Friday, October 04, 2013

A Date With Kate - The Book That Started It All

I’ve  just finished the revisions – and this time they really were just ‘tweaks’ (thank heaven!) on  my latest novel.  It’s been a difficult year for writing and I’ve not been as productive as usual, but I’m hoping to be able to look forward to a new title – and I’m really thankful about that.

I’ve been thinking about this for a very special reason.  Next year is a really important year for me as a writer -  at the end of 2014, it will be 30 years – 30! – since the very first time I ever saw one of my own books in print. December 1984 was the month that my first ever title, The Chalk Line was published by Mills & Boon in the UK. It didn’t come out in America until 1992 – my first USA title was Game of Hazard. But The Chalk Line was the book that started it all off – a career writing and publishing romance that has lasted almost  30 years!

So I was thinking about one particular book – The  book that - as the heading to this post says - the book that started it all.

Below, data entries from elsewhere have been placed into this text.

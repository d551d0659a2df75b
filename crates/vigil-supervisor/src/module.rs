//! Module identity and lifecycle state.
//!
//! A [`Module`] is one named, independently manageable background service of
//! the suite. The immutable identity lives in [`ModuleSpec`]; everything that
//! changes at runtime (state, the owned process handle, exit bookkeeping)
//! lives behind a per-module mutex so that operations on the same module are
//! serialised while different modules proceed independently.

use std::fmt;
use std::path::{Path, PathBuf};
use std::sync::{Mutex, MutexGuard, TryLockError};
use std::time::Instant;

use strum::Display;

use crate::process::ProcessHandle;

/// Argument appended to every module command when running in testing mode.
///
/// Modules interpret it themselves: it selects their testing network port and
/// keeps testing data out of the production stores.
pub const TESTING_ARG: &str = "--testing";

/// Where a module executable was resolved from.
#[derive(Debug, Clone, Copy, PartialEq, Eq, Display)]
#[strum(serialize_all = "lowercase")]
pub enum ModuleKind {
    /// Shipped alongside the supervisor's own install.
    Bundled,
    /// Resolved from the host environment's search path.
    System,
}

/// Lifecycle state of a module.
///
/// `Starting` is a distinct, momentary state: it exists so that a liveness
/// probe issued immediately after spawn cannot misread "not yet observed
/// running" as a crash. Promotion to `Running` happens on the first
/// successful liveness observation.
#[derive(Debug, Clone, Copy, PartialEq, Eq, Display)]
#[strum(serialize_all = "lowercase")]
pub enum ModuleState {
    /// No live process; the module has not failed.
    Stopped,
    /// A process was spawned but not yet observed alive.
    Starting,
    /// The process has been observed alive.
    Running,
    /// An explicit stop is in flight.
    Stopping,
    /// The process died without an explicit stop, or spawning failed.
    Failed,
}

impl ModuleState {
    /// Whether a live OS process may exist in this state.
    #[must_use]
    pub fn is_live(self) -> bool {
        matches!(self, Self::Starting | Self::Running | Self::Stopping)
    }
}

/// Immutable identity of a module: its unique name, provenance, and resolved
/// executable path.
#[derive(Debug, Clone, PartialEq, Eq)]
pub struct ModuleSpec {
    name: String,
    kind: ModuleKind,
    program: PathBuf,
}

impl ModuleSpec {
    /// Builds a spec from a resolved executable.
    #[must_use]
    pub fn new(name: impl Into<String>, kind: ModuleKind, program: impl Into<PathBuf>) -> Self {
        Self {
            name: name.into(),
            kind,
            program: program.into(),
        }
    }

    /// Stable unique name; the key used by every supervisor operation.
    #[must_use]
    pub fn name(&self) -> &str {
        &self.name
    }

    /// Provenance of the executable.
    #[must_use]
    pub fn kind(&self) -> ModuleKind {
        self.kind
    }

    /// Resolved executable path.
    #[must_use]
    pub fn program(&self) -> &Path {
        &self.program
    }

    /// Argument vector for spawning in the given mode.
    #[must_use]
    pub fn arguments(&self, testing: bool) -> Vec<String> {
        if testing {
            vec![TESTING_ARG.to_owned()]
        } else {
            Vec::new()
        }
    }
}

/// Mutable lifecycle data owned by a module's mutex.
pub(crate) struct ModuleRuntime {
    pub(crate) state: ModuleState,
    pub(crate) process: Option<Box<dyn ProcessHandle>>,
    pub(crate) started_at: Option<Instant>,
    pub(crate) last_exit_code: Option<i32>,
    pub(crate) last_exit_expected: bool,
}

impl ModuleRuntime {
    fn new() -> Self {
        Self {
            state: ModuleState::Stopped,
            process: None,
            started_at: None,
            last_exit_code: None,
            last_exit_expected: false,
        }
    }
}

/// A named, manageable background service process.
///
/// Catalog entries are created once at discovery and only mutated in place
/// afterwards; a module's name never changes or gets reused.
pub struct Module {
    spec: ModuleSpec,
    runtime: Mutex<ModuleRuntime>,
}

impl Module {
    /// Wraps a spec into a catalog entry in the `Stopped` state.
    #[must_use]
    pub fn new(spec: ModuleSpec) -> Self {
        Self {
            spec,
            runtime: Mutex::new(ModuleRuntime::new()),
        }
    }

    /// Module name.
    #[must_use]
    pub fn name(&self) -> &str {
        self.spec.name()
    }

    /// Executable provenance.
    #[must_use]
    pub fn kind(&self) -> ModuleKind {
        self.spec.kind()
    }

    /// Immutable spec.
    #[must_use]
    pub fn spec(&self) -> &ModuleSpec {
        &self.spec
    }

    /// Locks the runtime, recovering from poisoning so a panicked operation
    /// elsewhere cannot wedge the whole module forever.
    pub(crate) fn lock_runtime(&self) -> MutexGuard<'_, ModuleRuntime> {
        self.runtime
            .lock()
            .unwrap_or_else(|poison| poison.into_inner())
    }

    /// Non-blocking lock used by reconciliation: when another operation holds
    /// the module (for example a stop waiting out its grace period), the
    /// caller skips this module rather than stalling or second-guessing the
    /// in-flight transition.
    pub(crate) fn try_lock_runtime(&self) -> Option<MutexGuard<'_, ModuleRuntime>> {
        match self.runtime.try_lock() {
            Ok(guard) => Some(guard),
            Err(TryLockError::Poisoned(poison)) => Some(poison.into_inner()),
            Err(TryLockError::WouldBlock) => None,
        }
    }

    /// Copies out a point-in-time status snapshot.
    #[must_use]
    pub fn status(&self) -> ModuleStatus {
        let runtime = self.lock_runtime();
        ModuleStatus {
            name: self.spec.name().to_owned(),
            kind: self.spec.kind(),
            state: runtime.state,
            pid: runtime.process.as_ref().map(|process| process.id()),
            started_at: runtime.started_at,
            last_exit_code: runtime.last_exit_code,
            last_exit_expected: runtime.last_exit_expected,
        }
    }

    /// Whether the module is currently in the `Failed` state.
    #[must_use]
    pub fn is_failed(&self) -> bool {
        self.lock_runtime().state == ModuleState::Failed
    }
}

impl fmt::Debug for Module {
    fn fmt(&self, formatter: &mut fmt::Formatter<'_>) -> fmt::Result {
        let state = match self.runtime.try_lock() {
            Ok(runtime) => runtime.state.to_string(),
            Err(TryLockError::Poisoned(poison)) => poison.into_inner().state.to_string(),
            Err(TryLockError::WouldBlock) => String::from("busy"),
        };
        formatter
            .debug_struct("Module")
            .field("name", &self.spec.name())
            .field("kind", &self.spec.kind())
            .field("state", &state)
            .finish()
    }
}

/// Point-in-time rendering of a module's lifecycle data.
#[derive(Debug, Clone, PartialEq, Eq)]
pub struct ModuleStatus {
    /// Module name.
    pub name: String,
    /// Executable provenance.
    pub kind: ModuleKind,
    /// Lifecycle state at snapshot time.
    pub state: ModuleState,
    /// OS process id, when a process handle is held.
    pub pid: Option<u32>,
    /// Spawn instant of the current process, when one is live.
    pub started_at: Option<Instant>,
    /// Exit code captured at the most recent reap, if any.
    pub last_exit_code: Option<i32>,
    /// Whether the most recent exit was caused by an explicit stop.
    pub last_exit_expected: bool,
}

#[cfg(test)]
mod tests {
    use super::*;

    #[test]
    fn spec_arguments_follow_testing_mode() {
        let spec = ModuleSpec::new("vigil-server", ModuleKind::Bundled, "/opt/vigil/vigil-server");
        assert!(spec.arguments(false).is_empty());
        assert_eq!(spec.arguments(true), vec![TESTING_ARG.to_owned()]);
    }

    #[test]
    fn new_module_starts_stopped() {
        let module = Module::new(ModuleSpec::new(
            "vigil-server",
            ModuleKind::Bundled,
            "/opt/vigil/vigil-server",
        ));
        let status = module.status();
        assert_eq!(status.state, ModuleState::Stopped);
        assert_eq!(status.pid, None);
        assert!(!status.last_exit_expected);
    }

    #[test]
    fn state_liveness_partition() {
        assert!(ModuleState::Starting.is_live());
        assert!(ModuleState::Running.is_live());
        assert!(ModuleState::Stopping.is_live());
        assert!(!ModuleState::Stopped.is_live());
        assert!(!ModuleState::Failed.is_live());
    }

    #[test]
    fn states_render_lowercase() {
        assert_eq!(ModuleState::Running.to_string(), "running");
        assert_eq!(ModuleKind::Bundled.to_string(), "bundled");
    }
}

When I was growing up in Yorkshire, as I've said before, my mother had a friend who wrote for Mills & Boon as Margaret Baumann, and she gave my mother her books when they were published. I read some of those and quite enjoyed them but they seemed quite mild to me when I was interested in stronger emotions, more passionate stories. (It has always intrigued me that my mother was thrilled to see me reading Wuthering Heights with its story of passion, betrayal, death and hateful revenge but she didn't like the idea of my reading contemporary romance!) So after I left home and went to university I stopped reading Mills & Boon novels for a while. I was studying Children's Literature as part of my degree and I turned to that for my fix of good, straightforward storytelling.

But then when my son was very small, on an impulse I picked up a book that appealed to me and when I read it I remembered the old romances I had read - and this one did reach out and grab me. It was set in the North of England with a dark, saturnine hero and a young innocent heroine. I loved it and it sparked my interest in romances all over again. I read more and, recalling how Margaret Baumann had written her novels while looking after 2 young children, it spurred me on to write my own first (and pretty dreadful) attempt at a romance.(I hadn't read enough of the current output to really understand what editors were looking for so I made the classic mistake of not understanding the genre properly.)

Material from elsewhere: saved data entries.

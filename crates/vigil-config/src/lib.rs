//! Configuration for the vigil supervisor shell.
//!
//! Holds the on-disk settings file (autostart list and stop grace per mode)
//! and the directory conventions shared by the CLI and the supervisor: where
//! the settings file lives and where module logs are written. Production and
//! testing modes read separate sections of the same file so a testing run
//! never disturbs the production autostart list.

pub mod paths;
pub mod settings;

pub use paths::{config_path, log_root};
pub use settings::{ConfigError, ModeSettings, Settings, SettingsFile};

Over the years, that first book had got lost, mislaid in several house moves, and as my career progressed I kept wishing I could remember just which book it had been. I knew the author - Anne Mather (still writing today) and I remembered that the hero and heroine had been called Jake and Ashley and that she had lived in the local small hotel of pub. And I knew that when I'd bought it it had been a Bestseller reprint, not the first published edition. I kept looking though and talked to author friends about it - but no one could recall the book I was talking about. Sadly, I have never met Anne Mather so that I could tell her of this book and ask her which one of her many novels it was.


But  a couple of years back, then I decided to have one last go at finding this title. With the help of the database over on Fantastic Fiction and a vague idea of the date, I worked through all their synopses for Anne Mather titles of that time. And eventually I found it - there were the names Ashley and Jake, and the small hotel. And it had been first published in 1974 which would m
ean that it could have been reprinted in about 1981.

And the title was Witchstone

When young Ashley Calder's father died she travelled north to make her home with her uncle and aunt in their small hotel. It was while helping them there that she met Jake Seton and her whole life changed yet again. For Jake Seton and her whole life yet again. For Jake was unlike any other man she had ever met, and beyond her reach in just about every way. Although a man of immense and undeniable attraction for her,- he was far too old and sophisticated for her, his social sphere was far removed from her own-and above all he shortly to be married to his fiancee the glamorous Barbara Forrest. So why did he persist in making it clear to Ashley that the attraction was by no means only on her side?

Armed with this information I found a secondhand copy of Amazon and ordered it. When it arrived, to my delight it was the Bestseller reprint edition that I originally remember buying. That was published in December 1980.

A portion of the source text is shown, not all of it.